The State's solution to the problem posed by Dale C. Brown, paying maintenance and cure at 1980 - 1983 rates, was not compelled. The cases cited by the State, which allow unilateral implementation when the employer has no discretion, are not on point. State's responding brief, p.6.

AS 23.40.110(a)(5) provides an obligation to bargain before implementing a change in working conditions. The State therefore committed an unfair labor practice when it unilaterally implemented an interim remedy. The absence of a reasonable delay for negotiations between the date of the letter and the date announced for implementing the change is the key to finding an unfair labor practice charge in this case.

VII. Other charges.

In its accusation IBU charged violations of AS 23.10.110(a)(1) and (a)(2), in addition to a violation of the duty to bargain in subsection (a)(5). Subsection (a)(1) prohibits interference with the exercise of rights under PERA. Subsection (a)(2) prohibits domination or interference with formation, existence or administration of a union. The State's actions do not support a violation of either.

VIII. Remedy.

While we have found an unfair labor practice by the State, we want to emphasize the mutuality of the duty to bargain in good faith. IBU's failure to respond to the bargaining request allowed the unilateral change to be made and to continue. Both parties contributed in this case.

Because we find that the State committed an unfair labor practice, we next must decide the appropriate remedy. Clearly an order to bargain in good faith is appropriate. When or if the parties are unable to reach agreement after a good faith effort, in other words if the parties reach impasse, then and only then can the State implement its last offer. Ordinarily this Agency would reinstate the term or condition of employment that was changed pending negotiations. However, we are reluctant to issue an order that involves benefits to injured workers and another state regulatory scheme without a clear understanding of the impact of the ruling. We do not have that understanding on the record in this case. Therefore we do not in this case return the parties to the status quo before October 29. Instead, we order the parties to negotiate and to include in their negotiations those individual seamen affected during the period the State's interim policy was in effect.

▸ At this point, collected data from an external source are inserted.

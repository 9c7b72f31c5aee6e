use anyhow::Result;
use clap::{Parser, ValueEnum};
use rmcp::{transport::sse_server::SseServer, transport::stdio, ServiceExt};
use std::net::SocketAddr;
use tracing::info;

use abaqus_automation::GuiConfig;
use abaqus_mcp_agent::server::AbaqusWrapper;
use abaqus_mcp_agent::utils::init_logging;

#[derive(Parser, Debug)]
#[command(
    author,
    version,
    about = "Abaqus MCP Server - drives a running Abaqus/CAE GUI session via Model Context Protocol"
)]
struct Args {
    /// Transport mode to use
    #[arg(short, long, value_enum, default_value = "stdio")]
    transport: TransportMode,

    /// Port to listen on (SSE transport only)
    #[arg(short, long, default_value = "3000")]
    port: u16,

    /// Host to bind to (SSE transport only)
    #[arg(long, default_value = "127.0.0.1")]
    host: String,

    /// Path to a JSON file overriding the built-in Abaqus GUI identifiers
    /// and delays (can also use ABAQUS_MCP_CONFIG env var)
    #[arg(long, env = "ABAQUS_MCP_CONFIG")]
    config: Option<std::path::PathBuf>,
}

#[derive(Copy, Clone, Debug, PartialEq, Eq, PartialOrd, Ord, ValueEnum)]
enum TransportMode {
    /// Standard I/O transport (default)
    Stdio,
    /// Server-Sent Events transport for web integrations
    Sse,
}

#[tokio::main]
async fn main() -> Result<()> {
    let args = Args::parse();

    // never write to stdout during a panic, it corrupts the JSON-RPC stream
    std::panic::set_hook(Box::new(|panic_info| {
        if let Some(s) = panic_info.payload().downcast_ref::<&str>() {
            eprintln!("MCP Server Panic: {s}");
        } else {
            eprintln!("MCP Server Panic occurred");
        }
        if let Some(location) = panic_info.location() {
            eprintln!("Panic location: {}:{}", location.file(), location.line());
        }
    }));

    init_logging()?;

    info!("Abaqus MCP Server v{}", env!("CARGO_PKG_VERSION"));
    info!("Transport mode: {:?}", args.transport);

    let gui_config = match &args.config {
        Some(path) => {
            info!("Loading GUI configuration from {}", path.display());
            GuiConfig::from_file(path)?
        }
        None => GuiConfig::default(),
    };

    match args.transport {
        TransportMode::Stdio => {
            info!("Starting stdio transport...");
            let wrapper = match AbaqusWrapper::with_config(gui_config) {
                Ok(w) => w,
                Err(e) => {
                    tracing::error!("Failed to initialize Abaqus wrapper: {}", e);
                    eprintln!("Fatal: Failed to initialize MCP server: {e}");
                    std::process::exit(1);
                }
            };

            let service = wrapper.serve(stdio()).await.inspect_err(|e| {
                tracing::error!("Serving error: {:?}", e);
                eprintln!("Fatal: stdio communication error: {e}");
                std::process::exit(1);
            })?;
            service.waiting().await?;
        }
        TransportMode::Sse => {
            let addr: SocketAddr = format!("{}:{}", args.host, args.port).parse()?;
            info!("Starting SSE server on http://{}", addr);

            let wrapper = AbaqusWrapper::with_config(gui_config)
                .map_err(|e| anyhow::anyhow!("failed to initialize Abaqus wrapper: {e}"))?;
            let ct = SseServer::serve(addr)
                .await?
                .with_service(move || wrapper.clone());

            info!("SSE server running on http://{addr}");
            info!("  SSE endpoint: http://{addr}/sse");
            info!("  Message endpoint: http://{addr}/message");
            info!("Press Ctrl+C to stop");

            tokio::signal::ctrl_c().await?;
            ct.cancel();
            info!("Shutting down SSE server");
        }
    }

    Ok(())
}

1. This Agency has jurisdiction to consider the unfair labor practice complaint filed by the Inlandboatmen's Union under AS 23.40.110 and Hafling v. Inlandboatmen's Union of the Pacific, 585 2d 870, 871 (Alaska 1978).

2. This Agency has jurisdiction to interpret and enforce the collective bargaining agreement under AS 23.40.210.

3. AS 23.40.110(a)(5) provides an obligation to bargain in good faith if a term in a collective bargaining agreement is found void or invalid.

4. The duty to bargain remedies for injured workers arose after the court issued Dale C. Brown.

5. An employer may not implement a contract term until impasse in bargaining is reached or the labor organization waives its right to bargain.

6. The State did not provide a genuine opportunity to bargain before it implemented a change to Rule 9.01, covering injured workers' remedies, and therefore violated the duty to bargain in good faith under AS 23.30.110(a)(5).

7. The IBU's inaction in response to the request to bargain contributed to the failure of bargaining and the unfair labor practice.

8. The State's actions did not violate AS 23.40.110(a)(1) or (a)(2).


1. The State and the Inlandboatmen's Union are ordered to bargain a substitute for Rule 9.01, including the retroactive application of that substitute to seamen receiving payments for worker injuries after October 29, the date the State unilaterally implemented a new remedy for injured workers.

2. The State is ordered to post copies of this decision fourteen days after service, in workplaces of IBU unit members at locations, such as employee bulletin boards, reasonably chosen to give members actual notice of the decision.